**WHAT IS NEEDED**
Work through the lines below and count those holding "DigestWarning"; reply with the number only.

Stored data:
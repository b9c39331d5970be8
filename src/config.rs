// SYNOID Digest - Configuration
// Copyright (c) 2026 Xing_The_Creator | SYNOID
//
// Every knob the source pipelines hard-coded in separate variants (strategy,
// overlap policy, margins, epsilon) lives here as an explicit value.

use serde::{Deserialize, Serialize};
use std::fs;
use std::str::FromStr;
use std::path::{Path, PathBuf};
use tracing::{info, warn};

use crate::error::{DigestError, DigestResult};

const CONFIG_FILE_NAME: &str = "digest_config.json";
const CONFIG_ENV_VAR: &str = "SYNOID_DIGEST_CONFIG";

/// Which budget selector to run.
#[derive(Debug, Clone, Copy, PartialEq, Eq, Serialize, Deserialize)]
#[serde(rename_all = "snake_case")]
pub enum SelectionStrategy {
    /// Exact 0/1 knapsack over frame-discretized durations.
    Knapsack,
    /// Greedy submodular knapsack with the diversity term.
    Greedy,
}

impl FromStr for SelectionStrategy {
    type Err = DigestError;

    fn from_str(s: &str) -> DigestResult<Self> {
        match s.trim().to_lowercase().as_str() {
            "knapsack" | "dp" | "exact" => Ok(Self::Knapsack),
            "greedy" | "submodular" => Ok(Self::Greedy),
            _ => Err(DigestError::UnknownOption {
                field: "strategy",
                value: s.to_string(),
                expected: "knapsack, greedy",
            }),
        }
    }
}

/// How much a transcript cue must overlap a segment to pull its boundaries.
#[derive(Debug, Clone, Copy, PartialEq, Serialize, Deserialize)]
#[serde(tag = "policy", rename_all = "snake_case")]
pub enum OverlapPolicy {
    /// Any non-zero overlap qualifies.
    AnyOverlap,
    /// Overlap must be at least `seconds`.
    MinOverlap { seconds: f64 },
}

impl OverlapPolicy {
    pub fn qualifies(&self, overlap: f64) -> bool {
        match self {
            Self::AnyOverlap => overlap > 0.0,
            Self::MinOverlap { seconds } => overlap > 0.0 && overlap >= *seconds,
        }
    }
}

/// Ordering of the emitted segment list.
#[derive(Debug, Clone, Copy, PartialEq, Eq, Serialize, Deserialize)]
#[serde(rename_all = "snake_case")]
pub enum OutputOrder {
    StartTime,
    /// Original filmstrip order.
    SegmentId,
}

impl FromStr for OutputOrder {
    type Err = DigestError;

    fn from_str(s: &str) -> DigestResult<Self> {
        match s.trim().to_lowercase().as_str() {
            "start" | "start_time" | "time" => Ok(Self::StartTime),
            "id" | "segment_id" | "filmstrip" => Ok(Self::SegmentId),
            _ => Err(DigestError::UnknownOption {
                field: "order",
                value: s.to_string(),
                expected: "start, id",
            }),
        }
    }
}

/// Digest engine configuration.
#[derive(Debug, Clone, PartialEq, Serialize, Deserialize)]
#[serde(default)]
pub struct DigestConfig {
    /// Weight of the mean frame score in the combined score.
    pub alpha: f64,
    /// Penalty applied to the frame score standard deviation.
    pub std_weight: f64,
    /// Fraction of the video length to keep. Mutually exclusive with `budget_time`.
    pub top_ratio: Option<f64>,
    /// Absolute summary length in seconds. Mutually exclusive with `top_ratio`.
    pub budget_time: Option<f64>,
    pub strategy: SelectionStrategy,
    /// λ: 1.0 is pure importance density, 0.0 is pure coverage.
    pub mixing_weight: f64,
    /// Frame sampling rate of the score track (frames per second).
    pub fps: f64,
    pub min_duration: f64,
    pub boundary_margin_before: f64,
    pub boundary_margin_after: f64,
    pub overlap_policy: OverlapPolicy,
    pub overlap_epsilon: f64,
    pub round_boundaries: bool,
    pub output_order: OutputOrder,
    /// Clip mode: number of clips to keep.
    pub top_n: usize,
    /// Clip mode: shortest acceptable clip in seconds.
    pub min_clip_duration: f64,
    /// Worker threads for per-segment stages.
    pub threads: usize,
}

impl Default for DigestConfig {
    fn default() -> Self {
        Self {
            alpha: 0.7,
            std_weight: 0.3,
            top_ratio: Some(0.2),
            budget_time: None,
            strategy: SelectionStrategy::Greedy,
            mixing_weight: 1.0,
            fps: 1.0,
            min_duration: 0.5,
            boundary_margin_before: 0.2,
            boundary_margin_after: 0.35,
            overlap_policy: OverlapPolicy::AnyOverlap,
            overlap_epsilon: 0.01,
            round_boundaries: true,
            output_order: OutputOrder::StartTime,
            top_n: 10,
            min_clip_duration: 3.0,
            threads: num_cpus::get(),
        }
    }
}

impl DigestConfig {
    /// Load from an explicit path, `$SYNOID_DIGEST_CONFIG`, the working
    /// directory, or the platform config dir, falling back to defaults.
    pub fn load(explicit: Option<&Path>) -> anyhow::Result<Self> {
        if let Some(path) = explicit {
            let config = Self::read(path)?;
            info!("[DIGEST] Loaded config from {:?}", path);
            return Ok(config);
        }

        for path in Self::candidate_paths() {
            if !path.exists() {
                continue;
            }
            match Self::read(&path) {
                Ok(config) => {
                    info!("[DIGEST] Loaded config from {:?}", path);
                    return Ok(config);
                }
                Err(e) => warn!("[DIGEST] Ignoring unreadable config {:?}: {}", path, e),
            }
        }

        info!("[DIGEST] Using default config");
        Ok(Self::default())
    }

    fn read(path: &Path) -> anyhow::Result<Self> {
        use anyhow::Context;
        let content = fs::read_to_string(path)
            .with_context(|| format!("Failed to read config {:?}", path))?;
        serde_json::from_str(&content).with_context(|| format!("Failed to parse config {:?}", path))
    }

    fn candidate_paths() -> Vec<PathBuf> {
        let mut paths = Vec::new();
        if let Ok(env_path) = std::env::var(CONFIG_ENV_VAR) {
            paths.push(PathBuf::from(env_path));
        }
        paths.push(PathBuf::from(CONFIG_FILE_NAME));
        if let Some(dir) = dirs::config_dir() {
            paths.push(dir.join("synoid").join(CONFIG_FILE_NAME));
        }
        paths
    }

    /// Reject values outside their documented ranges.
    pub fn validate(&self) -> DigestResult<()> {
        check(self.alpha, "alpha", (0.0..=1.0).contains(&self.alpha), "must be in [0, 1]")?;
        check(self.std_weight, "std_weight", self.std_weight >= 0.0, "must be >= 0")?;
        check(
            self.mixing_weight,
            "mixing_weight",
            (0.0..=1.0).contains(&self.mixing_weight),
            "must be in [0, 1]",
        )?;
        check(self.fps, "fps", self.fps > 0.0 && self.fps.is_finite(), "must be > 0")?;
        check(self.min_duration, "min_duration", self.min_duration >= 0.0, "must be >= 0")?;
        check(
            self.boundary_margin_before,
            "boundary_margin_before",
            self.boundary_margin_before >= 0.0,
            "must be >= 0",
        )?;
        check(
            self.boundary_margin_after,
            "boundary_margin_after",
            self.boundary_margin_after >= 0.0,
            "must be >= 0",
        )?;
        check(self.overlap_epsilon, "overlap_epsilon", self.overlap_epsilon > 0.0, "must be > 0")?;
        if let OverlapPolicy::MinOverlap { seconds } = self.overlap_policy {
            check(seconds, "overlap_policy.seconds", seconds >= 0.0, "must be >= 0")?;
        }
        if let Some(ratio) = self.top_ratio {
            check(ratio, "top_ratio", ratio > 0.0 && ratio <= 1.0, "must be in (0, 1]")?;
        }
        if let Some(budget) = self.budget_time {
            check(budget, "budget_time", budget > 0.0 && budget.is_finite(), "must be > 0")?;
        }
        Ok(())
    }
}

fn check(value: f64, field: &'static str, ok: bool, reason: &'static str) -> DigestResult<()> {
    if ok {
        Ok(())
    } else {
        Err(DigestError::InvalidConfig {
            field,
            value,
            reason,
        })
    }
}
---
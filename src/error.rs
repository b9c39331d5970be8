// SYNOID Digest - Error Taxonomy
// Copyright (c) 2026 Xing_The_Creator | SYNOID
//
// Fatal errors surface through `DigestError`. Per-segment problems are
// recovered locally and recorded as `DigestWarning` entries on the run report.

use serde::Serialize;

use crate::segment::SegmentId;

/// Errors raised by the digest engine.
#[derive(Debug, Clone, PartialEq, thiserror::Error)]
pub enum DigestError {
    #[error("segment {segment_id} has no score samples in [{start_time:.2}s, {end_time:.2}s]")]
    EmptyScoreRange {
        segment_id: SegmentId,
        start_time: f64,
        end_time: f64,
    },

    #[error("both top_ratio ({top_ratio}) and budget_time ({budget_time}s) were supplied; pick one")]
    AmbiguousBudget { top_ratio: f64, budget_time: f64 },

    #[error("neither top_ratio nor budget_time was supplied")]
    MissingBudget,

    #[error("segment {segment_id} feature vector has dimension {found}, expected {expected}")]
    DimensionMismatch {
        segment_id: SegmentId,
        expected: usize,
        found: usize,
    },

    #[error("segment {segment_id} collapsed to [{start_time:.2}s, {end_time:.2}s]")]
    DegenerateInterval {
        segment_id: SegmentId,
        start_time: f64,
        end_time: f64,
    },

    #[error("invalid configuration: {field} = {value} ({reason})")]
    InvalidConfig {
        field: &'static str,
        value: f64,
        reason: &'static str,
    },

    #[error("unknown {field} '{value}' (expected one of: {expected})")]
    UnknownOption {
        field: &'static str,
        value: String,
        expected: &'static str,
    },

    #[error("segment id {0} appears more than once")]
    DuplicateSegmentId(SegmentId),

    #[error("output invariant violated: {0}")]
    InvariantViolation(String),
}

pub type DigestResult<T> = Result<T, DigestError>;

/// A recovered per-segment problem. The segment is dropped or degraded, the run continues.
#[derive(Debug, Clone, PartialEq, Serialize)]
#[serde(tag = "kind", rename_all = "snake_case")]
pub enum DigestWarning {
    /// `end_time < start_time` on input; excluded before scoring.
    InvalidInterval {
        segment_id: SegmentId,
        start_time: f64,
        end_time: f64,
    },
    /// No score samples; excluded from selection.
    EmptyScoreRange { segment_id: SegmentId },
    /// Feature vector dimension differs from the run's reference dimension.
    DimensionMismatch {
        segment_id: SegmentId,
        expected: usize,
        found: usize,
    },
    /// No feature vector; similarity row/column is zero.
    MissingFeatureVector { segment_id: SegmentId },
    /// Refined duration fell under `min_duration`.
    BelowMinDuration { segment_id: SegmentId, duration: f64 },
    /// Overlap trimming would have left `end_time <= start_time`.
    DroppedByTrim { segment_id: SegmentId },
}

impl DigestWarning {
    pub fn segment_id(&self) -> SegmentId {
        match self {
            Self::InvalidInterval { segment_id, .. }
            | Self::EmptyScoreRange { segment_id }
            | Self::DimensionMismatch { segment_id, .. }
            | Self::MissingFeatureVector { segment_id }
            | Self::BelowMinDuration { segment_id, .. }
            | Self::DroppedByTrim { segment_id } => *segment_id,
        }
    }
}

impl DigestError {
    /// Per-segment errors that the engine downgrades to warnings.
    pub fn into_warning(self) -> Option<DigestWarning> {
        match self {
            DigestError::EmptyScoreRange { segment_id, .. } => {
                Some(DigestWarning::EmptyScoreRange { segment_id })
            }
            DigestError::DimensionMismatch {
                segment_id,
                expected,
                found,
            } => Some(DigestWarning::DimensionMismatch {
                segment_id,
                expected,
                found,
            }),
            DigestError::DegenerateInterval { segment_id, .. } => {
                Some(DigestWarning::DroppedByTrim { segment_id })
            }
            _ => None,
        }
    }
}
==
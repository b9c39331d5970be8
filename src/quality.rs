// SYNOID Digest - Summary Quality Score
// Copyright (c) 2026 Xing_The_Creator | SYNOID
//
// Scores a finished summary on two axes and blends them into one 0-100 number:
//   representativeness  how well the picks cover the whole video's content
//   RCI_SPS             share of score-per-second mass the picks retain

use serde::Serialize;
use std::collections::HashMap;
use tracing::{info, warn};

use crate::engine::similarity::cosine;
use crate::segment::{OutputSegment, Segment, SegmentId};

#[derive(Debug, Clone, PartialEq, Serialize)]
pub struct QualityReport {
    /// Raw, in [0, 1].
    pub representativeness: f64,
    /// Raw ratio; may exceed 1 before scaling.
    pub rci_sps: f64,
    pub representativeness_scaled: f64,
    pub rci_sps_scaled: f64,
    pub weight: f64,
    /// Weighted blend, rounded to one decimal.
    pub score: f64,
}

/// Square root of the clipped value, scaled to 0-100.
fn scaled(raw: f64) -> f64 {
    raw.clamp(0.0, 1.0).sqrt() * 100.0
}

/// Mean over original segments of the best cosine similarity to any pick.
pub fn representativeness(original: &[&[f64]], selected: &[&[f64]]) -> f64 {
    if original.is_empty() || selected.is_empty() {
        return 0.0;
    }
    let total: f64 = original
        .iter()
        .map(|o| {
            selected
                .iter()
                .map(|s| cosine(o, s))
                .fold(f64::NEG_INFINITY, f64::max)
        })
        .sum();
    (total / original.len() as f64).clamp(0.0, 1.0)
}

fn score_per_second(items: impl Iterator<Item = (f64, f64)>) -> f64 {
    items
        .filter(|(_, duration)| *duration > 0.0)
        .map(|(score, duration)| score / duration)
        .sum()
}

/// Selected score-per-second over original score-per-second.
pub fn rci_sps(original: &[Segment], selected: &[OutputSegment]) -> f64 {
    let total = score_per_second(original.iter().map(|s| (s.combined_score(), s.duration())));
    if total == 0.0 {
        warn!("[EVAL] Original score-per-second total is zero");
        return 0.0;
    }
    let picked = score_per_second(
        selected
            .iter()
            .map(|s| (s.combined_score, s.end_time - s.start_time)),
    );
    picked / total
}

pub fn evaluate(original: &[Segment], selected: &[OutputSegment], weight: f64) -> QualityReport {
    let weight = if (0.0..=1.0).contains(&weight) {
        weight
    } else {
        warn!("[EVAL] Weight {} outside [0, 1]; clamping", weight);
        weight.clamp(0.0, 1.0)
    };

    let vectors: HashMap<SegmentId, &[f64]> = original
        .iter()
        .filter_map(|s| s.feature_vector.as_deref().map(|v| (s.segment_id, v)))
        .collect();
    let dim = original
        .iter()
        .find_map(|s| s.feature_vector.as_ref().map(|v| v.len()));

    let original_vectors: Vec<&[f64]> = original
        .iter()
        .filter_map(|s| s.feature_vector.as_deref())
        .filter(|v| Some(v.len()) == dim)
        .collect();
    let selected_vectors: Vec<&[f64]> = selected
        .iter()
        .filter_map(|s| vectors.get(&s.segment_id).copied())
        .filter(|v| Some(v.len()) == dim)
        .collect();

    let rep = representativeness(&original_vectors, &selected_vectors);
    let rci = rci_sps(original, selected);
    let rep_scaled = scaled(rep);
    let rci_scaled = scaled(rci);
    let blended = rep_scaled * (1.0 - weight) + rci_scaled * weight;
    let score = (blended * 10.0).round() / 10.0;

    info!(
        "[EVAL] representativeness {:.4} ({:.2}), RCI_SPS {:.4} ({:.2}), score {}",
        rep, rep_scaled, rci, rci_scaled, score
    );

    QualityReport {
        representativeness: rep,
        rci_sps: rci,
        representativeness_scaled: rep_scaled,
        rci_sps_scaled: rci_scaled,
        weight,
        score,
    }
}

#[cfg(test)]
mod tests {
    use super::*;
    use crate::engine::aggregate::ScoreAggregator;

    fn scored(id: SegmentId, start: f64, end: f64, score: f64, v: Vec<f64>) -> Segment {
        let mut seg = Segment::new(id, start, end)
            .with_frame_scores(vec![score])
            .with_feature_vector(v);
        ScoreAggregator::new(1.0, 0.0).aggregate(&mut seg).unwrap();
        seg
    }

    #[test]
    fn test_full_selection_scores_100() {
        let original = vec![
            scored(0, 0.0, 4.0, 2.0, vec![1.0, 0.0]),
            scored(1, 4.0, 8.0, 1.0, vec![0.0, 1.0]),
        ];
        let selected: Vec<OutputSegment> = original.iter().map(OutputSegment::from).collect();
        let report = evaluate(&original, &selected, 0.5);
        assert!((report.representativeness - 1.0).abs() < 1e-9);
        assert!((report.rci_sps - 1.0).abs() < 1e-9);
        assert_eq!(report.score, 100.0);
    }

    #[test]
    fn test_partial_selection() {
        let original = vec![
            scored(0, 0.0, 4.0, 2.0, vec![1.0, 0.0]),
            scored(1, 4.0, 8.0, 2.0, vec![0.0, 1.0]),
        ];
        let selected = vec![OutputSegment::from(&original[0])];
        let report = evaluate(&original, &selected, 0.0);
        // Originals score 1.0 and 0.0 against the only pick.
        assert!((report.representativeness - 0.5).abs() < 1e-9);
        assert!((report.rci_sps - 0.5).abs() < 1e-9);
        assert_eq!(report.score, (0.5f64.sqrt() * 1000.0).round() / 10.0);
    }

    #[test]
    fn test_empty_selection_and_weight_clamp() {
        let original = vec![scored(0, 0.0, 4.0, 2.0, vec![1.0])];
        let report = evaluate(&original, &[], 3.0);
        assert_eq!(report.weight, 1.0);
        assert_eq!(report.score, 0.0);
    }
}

**WRITTEN REPLY**
7